The most prevalent methods to analyse body fluids found at crime scenes are limited by lack of specificity and sensitivity, consumption of valuable biological material and are largely presumptive. However the precise identification of body fluids found at crime scenes provides vital information that can support a link between sample donors and actual criminal acts. Reports of whole genome epigenetic analysis indicate that chromosome segments called tissue-specific differentially methylated regions (tDMRs) show varying DNA methylation profiles according to the type of cell or tissue. Thus, body fluid-specific differential DNA methylation is a promising indicator for precise body fluid identification. Even though forensic tDMR-based body fluid identification shows much potential, not many tDMRs have been confirmed for this purpose. Studies have confirmed tDMRs for semen identification however specific tDMRs for blood, saliva and vaginal fluid have yet to be validated. The development of new tDMRs is the best way forward for accurate identification of biofluids for forensic applications. Accordingly, novel tDMRs were searched for based on the analysis of differential gene expression in human tissues and its correlation with DNA methylation.

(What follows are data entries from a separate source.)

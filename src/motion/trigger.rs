use std::fmt;
use std::str::FromStr;

use super::MotionError;

/// Vertical extent of a trigger element in document coordinates.
#[derive(Debug, Clone, Copy, PartialEq, Default)]
pub struct Bounds {
    pub top: f64,
    pub height: f64,
}

impl Bounds {
    pub fn new(top: f64, height: f64) -> Self {
        Self { top, height }
    }
}

#[derive(Debug, Clone, Copy, PartialEq, Eq)]
pub enum Edge {
    Top,
    Center,
    Bottom,
}

impl Edge {
    fn fraction(self) -> f64 {
        match self {
            Edge::Top => 0.0,
            Edge::Center => 0.5,
            Edge::Bottom => 1.0,
        }
    }
}

/// "When `edge` of the element reaches `viewport_pct` down the viewport".
#[derive(Debug, Clone, Copy, PartialEq)]
pub struct Threshold {
    pub edge: Edge,
    pub viewport_pct: f64,
}

impl Threshold {
    pub const fn new(edge: Edge, viewport_pct: f64) -> Self {
        Self { edge, viewport_pct }
    }

    /// Scroll offset at which this threshold is met.
    pub fn scroll_offset(&self, bounds: &Bounds, viewport_height: f64) -> f64 {
        bounds.top + bounds.height * self.edge.fraction()
            - viewport_height * self.viewport_pct / 100.0
    }
}

impl FromStr for Threshold {
    type Err = MotionError;

    /// Accepts `"<edge> <viewport>"`, where both parts are `top`, `center`,
    /// `bottom` or a percentage.
    fn from_str(s: &str) -> Result<Self, Self::Err> {
        let invalid = || MotionError::InvalidTrigger(s.to_string());
        let mut parts = s.split_whitespace();
        let edge = match parts.next().ok_or_else(invalid)? {
            "top" => Edge::Top,
            "center" => Edge::Center,
            "bottom" => Edge::Bottom,
            _ => return Err(invalid()),
        };
        let viewport_pct = match parts.next().ok_or_else(invalid)? {
            "top" => 0.0,
            "center" => 50.0,
            "bottom" => 100.0,
            pct => pct
                .strip_suffix('%')
                .and_then(|n| n.parse::<f64>().ok())
                .filter(|n| n.is_finite())
                .ok_or_else(invalid)?,
        };
        if parts.next().is_some() {
            return Err(invalid());
        }
        Ok(Self { edge, viewport_pct })
    }
}

impl fmt::Display for Threshold {
    fn fmt(&self, f: &mut fmt::Formatter<'_>) -> fmt::Result {
        let edge = match self.edge {
            Edge::Top => "top",
            Edge::Center => "center",
            Edge::Bottom => "bottom",
        };
        write!(f, "{} {}%", edge, self.viewport_pct)
    }
}

#[derive(Debug, Clone, Copy, PartialEq, Eq)]
pub enum ZonePosition {
    Before,
    Active,
    After,
}

/// Band of scroll offsets in which a target counts as "in view".
#[derive(Debug, Clone, Copy, PartialEq)]
pub struct TriggerZone {
    pub start: Threshold,
    pub end: Threshold,
}

impl TriggerZone {
    pub const DEFAULT_END: Threshold = Threshold::new(Edge::Bottom, 0.0);

    pub const fn new(start: Threshold, end: Threshold) -> Self {
        Self { start, end }
    }

    pub const fn starting(start: Threshold) -> Self {
        Self {
            start,
            end: Self::DEFAULT_END,
        }
    }

    pub fn parse(start: &str, end: Option<&str>) -> Result<Self, MotionError> {
        let start = start.parse()?;
        let end = match end {
            Some(end) => end.parse()?,
            None => Self::DEFAULT_END,
        };
        Ok(Self { start, end })
    }

    pub fn scroll_range(&self, bounds: &Bounds, viewport_height: f64) -> (f64, f64) {
        let start = self.start.scroll_offset(bounds, viewport_height);
        let end = self.end.scroll_offset(bounds, viewport_height);
        (start, end.max(start))
    }

    pub fn classify(&self, bounds: &Bounds, viewport_height: f64, scroll_y: f64) -> ZonePosition {
        let (start, end) = self.scroll_range(bounds, viewport_height);
        if scroll_y < start {
            ZonePosition::Before
        } else if scroll_y > end {
            ZonePosition::After
        } else {
            ZonePosition::Active
        }
    }
}

/// One boundary crossing, in the order the scroll position passed it.
#[derive(Debug, Clone, Copy, PartialEq, Eq)]
pub enum Crossing {
    Enter,
    Leave,
    EnterBack,
    LeaveBack,
}

impl Crossing {
    /// Crossings implied by moving from `from` to `to`. Skipping over the
    /// whole zone yields both boundary crossings.
    pub fn between(from: ZonePosition, to: ZonePosition) -> Vec<Crossing> {
        use ZonePosition::*;
        match (from, to) {
            (Before, Active) => vec![Crossing::Enter],
            (Before, After) => vec![Crossing::Enter, Crossing::Leave],
            (Active, After) => vec![Crossing::Leave],
            (After, Active) => vec![Crossing::EnterBack],
            (After, Before) => vec![Crossing::EnterBack, Crossing::LeaveBack],
            (Active, Before) => vec![Crossing::LeaveBack],
            _ => Vec::new(),
        }
    }
}

#[derive(Debug, Clone, Copy, PartialEq, Eq)]
pub enum ToggleAction {
    None,
    Play,
    Reverse,
    Reset,
}

/// What a target does on each of the four crossings.
#[derive(Debug, Clone, Copy, PartialEq, Eq)]
pub struct ToggleActions {
    pub on_enter: ToggleAction,
    pub on_leave: ToggleAction,
    pub on_enter_back: ToggleAction,
    pub on_leave_back: ToggleAction,
}

impl Default for ToggleActions {
    fn default() -> Self {
        Self::PLAY_NONE_NONE_REVERSE
    }
}

impl ToggleActions {
    pub const PLAY_NONE_NONE_REVERSE: ToggleActions = ToggleActions {
        on_enter: ToggleAction::Play,
        on_leave: ToggleAction::None,
        on_enter_back: ToggleAction::None,
        on_leave_back: ToggleAction::Reverse,
    };

    /// Forward-only: plays the first time and never rewinds.
    pub const ONCE: ToggleActions = ToggleActions {
        on_enter: ToggleAction::Play,
        on_leave: ToggleAction::None,
        on_enter_back: ToggleAction::None,
        on_leave_back: ToggleAction::None,
    };

    pub fn action_for(&self, crossing: Crossing) -> ToggleAction {
        match crossing {
            Crossing::Enter => self.on_enter,
            Crossing::Leave => self.on_leave,
            Crossing::EnterBack => self.on_enter_back,
            Crossing::LeaveBack => self.on_leave_back,
        }
    }
}

impl FromStr for ToggleActions {
    type Err = MotionError;

    /// Four space separated words, e.g. `"play none none reverse"`.
    fn from_str(s: &str) -> Result<Self, Self::Err> {
        let actions = s
            .split_whitespace()
            .map(|w| match w {
                "none" => Ok(ToggleAction::None),
                "play" => Ok(ToggleAction::Play),
                "reverse" => Ok(ToggleAction::Reverse),
                "reset" => Ok(ToggleAction::Reset),
                _ => Err(MotionError::InvalidTrigger(s.to_string())),
            })
            .collect::<Result<Vec<_>, _>>()?;
        match actions[..] {
            [on_enter, on_leave, on_enter_back, on_leave_back] => Ok(Self {
                on_enter,
                on_leave,
                on_enter_back,
                on_leave_back,
            }),
            _ => Err(MotionError::InvalidTrigger(s.to_string())),
        }
    }
}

The tDMRs were targeted to develop primers for use in Methylation-Specific Restriction Enzyme (MSRE-PCR) for efficient identification of saliva, blood, semen and vaginal fluid.

The identification of additional body fluid tDMRs is expected to spur the improvement of promising body fluid identification methods for forensic applications.

Additionally, researchers have provided resounding evidence of differential DNA methylation between population groups. Therefore, it is worthwhile to validate previously documented tDMR-based markers on the South African population. For this, methylation profiles of four previously reported tDMRs in saliva obtained from Blacks, Indians, Whites and Coloureds in South Africa were evaluated, to determine if there is differential methylation of targeted tDMRs among ethnic groups. Significant differences could assist forensic analysts in future, to narrow down their search for sample donors.

59 1.10.1 Hypotheses tested

It is hypothesized that the identification of new tissue-specific differentially methylated regions (tDMRs) in human body fluids would allow the development of markers to differentiate between body fluids.

It is further hypothesized that DNA methylation profiles of saliva, using selected tissue-specific differentially methylated regions (tDMRs) for USP49, DACT1, L81528 and PFN3 genes differ among the diverse South African population and thus may be of significance in forensic casework.